Мономах задумчиво рассматривал клинок.
– Что ты решил, князь? – в нетерпении спросил молодой боярин.
Владимир тронул металл и тут же отдернул руку. Удивленно воскликнул:
– Он горячий, Георгий!
Боярин прикоснулся к клинку, провел пальцем по долу.
– Он холоден, как всякий металл, князь.
– Посмотри, это ожог! – Мономах сунул ему под нос палец. – Меч раскален, будто лежал на жаровне.
Георгий в замешательстве не знал, что ответить. Князь задвинул клинок в ножны. Постоял с закрытыми глазами, словно прислушивался.
– Он как будто всю душу мне прожег. Понимаешь, Георгий?
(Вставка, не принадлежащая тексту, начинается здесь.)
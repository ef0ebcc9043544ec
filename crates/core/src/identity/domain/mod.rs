pub mod identity_repository;
pub mod identity_store;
На рассвете ворота Чернигова вновь открылись. Дружина Мономаха покидала город – около двух сотен мужей и отроков при оружии, с женами, детьми, челядью и скарбом в обозе. Впереди ехал князь, как и накануне – в золотом корзне, в шапке с драгоценными каменьями. По сторонам от него отроки держали хоругви и княжьи стяги. К поясу Мономаха был пристегнут меч святого Бориса.
В полном безмолвии обоз двигался к броду через Десну. С невысоких холмов, меж которыми пролегал путь, на исход смотрели ратники Олега и половцы. К Мономаху подъехал боярин Дмитр Иворович.
– Будто волки облизываются на нас поганые. Так и слышу, как они зубами щелкают. Как думаешь, князь, не разорвут они нас по дороге? За одну твою шапку перегрызутся!